Danger identified, danger averted – the better the dynamic changes of the viral genome are understood, the better the spread of the pathogens can be predicted, thus enabling more efficient countermeasures to be taken. A team of researchers from Tübingen and Seattle is developing an open source online platform that maps the evolution of viruses and identifies dangerous developments.

Phylogenetic tree of Ebola viruses and the geographic distribution of Ebola infections. © R. Neher / T. Bedford

When a virus epidemic breaks out, it is always a race against time. The sooner infected people are identified, treated and, if necessary, isolated, the sooner the spread of the virus can be curbed. However, health authorities can only take appropriate action when comprehensive, current epidemiological information about the virus is available. Researchers from the Max Planck Institute for Developmental Biology in Tübingen have developed a useful tool for providing this type of information.

Dr. Richard Neher and his team are working with scientists from Dr. Trevor Bedford's team at the Fred Hutchinson Cancer Research Center in Seattle on the development of an open source online platform to collect, analyse and present comprehensive information about current virus strains, their geographic distribution and transmission routes. They are developing special new algorithms and visualisation systems.

Viruses multiply extremely quickly and have a high mutation rate. And this is what the researchers from Tübingen and Seattle are using to their advantage. The software they have developed has the capability to determine the relationship between viruses based on spontaneous mutations, which occur relatively frequently. The software compares genome sequences from a large number of viruses and uses this information to construct phylogenetic trees that can be used to deduce the viruses’ evolutionary development and future spread. New information is constantly being added.

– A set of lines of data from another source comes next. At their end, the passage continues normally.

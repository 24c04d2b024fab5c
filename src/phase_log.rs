// SPDX-License-Identifier: MIT
// SPDX-FileCopyrightText: 2025 Jonathan D. A. Jewell <hyperpolymath>

//! Diagnostic accumulator threaded through a processing phase
//!
//! Each phase (classification, sorting) appends its diagnostics to a
//! `PhaseLog` owned by the caller. Nothing is emitted until the caller
//! flushes it, so a phase's output stays together in the log.

use tracing::debug;

/// Ordered diagnostic lines collected during one phase
#[derive(Debug, Clone, Default)]
pub struct PhaseLog {
    phase: &'static str,
    lines: Vec<String>,
}

impl PhaseLog {
    /// Create an empty log for the named phase
    pub fn new(phase: &'static str) -> Self {
        Self {
            phase,
            lines: Vec::new(),
        }
    }

    /// Append one diagnostic line
    pub fn push(&mut self, line: impl Into<String>) {
        self.lines.push(line.into());
    }

    pub fn phase(&self) -> &'static str {
        self.phase
    }

    pub fn lines(&self) -> &[String] {
        &self.lines
    }

    pub fn len(&self) -> usize {
        self.lines.len()
    }

    pub fn is_empty(&self) -> bool {
        self.lines.is_empty()
    }

    /// Emit every collected line at debug level and empty the log
    pub fn flush(&mut self) {
        if self.lines.is_empty() {
            return;
        }
        debug!("--- {} diagnostics ({} lines) ---", self.phase, self.lines.len());
        for line in self.lines.drain(..) {
            debug!("[{}] {}", self.phase, line);
        }
        debug!("--- end {} diagnostics ---", self.phase);
    }
}
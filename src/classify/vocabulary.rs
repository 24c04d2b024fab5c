// SPDX-License-Identifier: MIT
// SPDX-FileCopyrightText: 2025 Jonathan D. A. Jewell <hyperpolymath>

//! Self keywords and special-category tables used during classification

use indexmap::IndexMap;
use std::collections::HashMap;

use super::suffix::is_variation_only;
use crate::config::OrganizeConfig;

/// Keyword tables consulted by the classifier
#[derive(Debug, Clone)]
pub struct Vocabulary {
    /// Longest first, so `use_power4_as_enemy` wins over `use_power4`
    self_keywords: Vec<String>,
    categories: IndexMap<String, Vec<String>>,
    category_index: HashMap<String, String>,
    ping_category_index: HashMap<String, String>,
}

impl Vocabulary {
    pub fn new(
        self_keywords: &[String],
        categories: &IndexMap<String, Vec<String>>,
        ping_categories: &IndexMap<String, Vec<String>>,
    ) -> Self {
        let mut keywords: Vec<String> = self_keywords.iter().map(|k| k.to_lowercase()).collect();
        keywords.sort_by(|a, b| b.len().cmp(&a.len()).then_with(|| a.cmp(b)));
        keywords.dedup();

        Self {
            self_keywords: keywords,
            categories: categories.clone(),
            category_index: build_index(categories),
            ping_category_index: build_index(ping_categories),
        }
    }

    pub fn from_config(config: &OrganizeConfig) -> Self {
        Self::new(
            &config.self_keywords,
            &config.special_categories,
            &config.special_ping_categories,
        )
    }

    /// Longest self keyword anchored at the start of `remainder`.
    ///
    /// The keyword must be the whole remainder or be followed by an
    /// underscore and nothing but variation markers, so `interrupt_05`
    /// matches `interrupt` while `interrupt_atlas_01` does not.
    pub fn match_self_keyword<'a>(&self, remainder: &'a str) -> Option<(&'a str, Option<&'a str>)> {
        self.self_keywords.iter().find_map(|kw| {
            if remainder == kw {
                return Some((&remainder[..kw.len()], None));
            }
            let rest = remainder.strip_prefix(kw.as_str())?.strip_prefix('_')?;
            is_variation_only(rest).then(|| (&remainder[..kw.len()], Some(rest)))
        })
    }

    /// Special category for a normalized topic key
    pub fn category_for(&self, topic_key: &str, is_ping: bool) -> Option<&str> {
        let index = if is_ping {
            &self.ping_category_index
        } else {
            &self.category_index
        };
        index.get(topic_key).map(String::as_str)
    }

    /// Non-ping special category names in configured order
    pub fn category_names(&self) -> impl Iterator<Item = &str> {
        self.categories.keys().map(String::as_str)
    }
}

impl Default for Vocabulary {
    fn default() -> Self {
        Self::from_config(&OrganizeConfig::default())
    }
}

/// keyword -> category, first category listing a keyword wins
fn build_index(categories: &IndexMap<String, Vec<String>>) -> HashMap<String, String> {
    let mut index = HashMap::new();
    for (name, keywords) in categories {
        for keyword in keywords {
            index
                .entry(keyword.to_lowercase())
                .or_insert_with(|| name.clone());
        }
    }
    index
}

#[cfg(test)]
mod tests {
    use super::*;

    #[test]
    fn test_longest_keyword_wins() {
        let vocab = Vocabulary::default();
        assert_eq!(
            vocab.match_self_keyword("use_power4_as_enemy_02"),
            Some(("use_power4_as_enemy", Some("02")))
        );
        assert_eq!(vocab.match_self_keyword("use_power4_02"), Some(("use_power4", Some("02"))));
    }

    #[test]
    fn test_keyword_boundary_rule() {
        let vocab = Vocabulary::default();
        assert_eq!(vocab.match_self_keyword("interrupt"), Some(("interrupt", None)));
        assert_eq!(vocab.match_self_keyword("interrupt_05"), Some(("interrupt", Some("05"))));
        assert_eq!(vocab.match_self_keyword("interrupt_05_02"), Some(("interrupt", Some("05_02"))));
        assert_eq!(vocab.match_self_keyword("interrupt_atlas_01"), None);
        assert_eq!(vocab.match_self_keyword("interrupted_01"), None);
    }

    #[test]
    fn test_category_lookup() {
        let vocab = Vocabulary::default();
        assert_eq!(vocab.category_for("angry", false), Some("Emotions"));
        assert_eq!(vocab.category_for("on_top_of_mid", true), Some("Enemy Information and Location"));
        assert_eq!(vocab.category_for("angry", true), None);
        assert_eq!(vocab.category_for("select", false), None);
    }

    #[test]
    fn test_first_category_claims_keyword() {
        let mut categories = IndexMap::new();
        categories.insert("First".to_string(), vec!["shared".to_string()]);
        categories.insert("Second".to_string(), vec!["shared".to_string()]);
        let vocab = Vocabulary::new(&[], &categories, &IndexMap::new());

        assert_eq!(vocab.category_for("shared", false), Some("First"));
        assert_eq!(vocab.category_names().collect::<Vec<_>>(), vec!["First", "Second"]);
    }
}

“Every tree looks different. Viruses like HIV which have a far more complex transmission route than influenza viruses, also have a completely different dynamic. In contrast to HIV, influenza viruses can easily be transmitted by inhalation of airborne droplets. Such differences are reflected in the pattern of the phylogenetic trees,” says Neher. Despite the different patterns, the trees produced by the new software all enable the user to easily see which mutations spread and how fast they spread. “Viruses do not evolve towards something, but away from something. This means that they mutate to evade immunisations. Resistances to drugs develop,” says Neher. Presenting these relationships helps researchers develop vaccines. With flu vaccines, which have to be newly designed every year, the software will make it a lot easier to identify the influenza virus strains that are most likely to spread and cause illness each flu season, and subsequently to adapt the vaccine to these strains.

Creating structures to collect and share data quickly

Dr. Richard Neher is using his ERC Starting Grant to develop the open science platform, amongst other things. © Jörg Abendroth/Max Planck Institute for Developmental Biology

The online system is designed such that all data, regardless of where in the world they are entered, are immediately incorporated into the analysis, and hence into the phylogenetic tree, so that they are available in real time to researchers around the world. “The key issue is being able to access the data as quickly as possible. The biggest challenge is the logistics,” says Neher. However, the results so far have been quite positive. “In the case of the Ebola virus, the RNA sequences are available around a week after sampling. As far as the influenza season is concerned, we usually get new sequence information about the viruses that cause disease during this particular period at fortnightly intervals.” Even in the case of the current Zika epidemic in Brazil, the team receives data relatively early thanks to mobile laboratories across the country. The analysis only takes around an hour and can then be made available online.

However, the information provided by the software is only of benefit if the key players follow up on it, especially health centres in the country experiencing the virus epidemic. In order to raise awareness among those dealing with the epidemic and facilitate the use of the online portal, Neher and his colleagues have run workshops at national flu centres. This is also of benefit for the scientists themselves, because they can find out during the workshops what the practical difficulties are and where they need to improve their online platform.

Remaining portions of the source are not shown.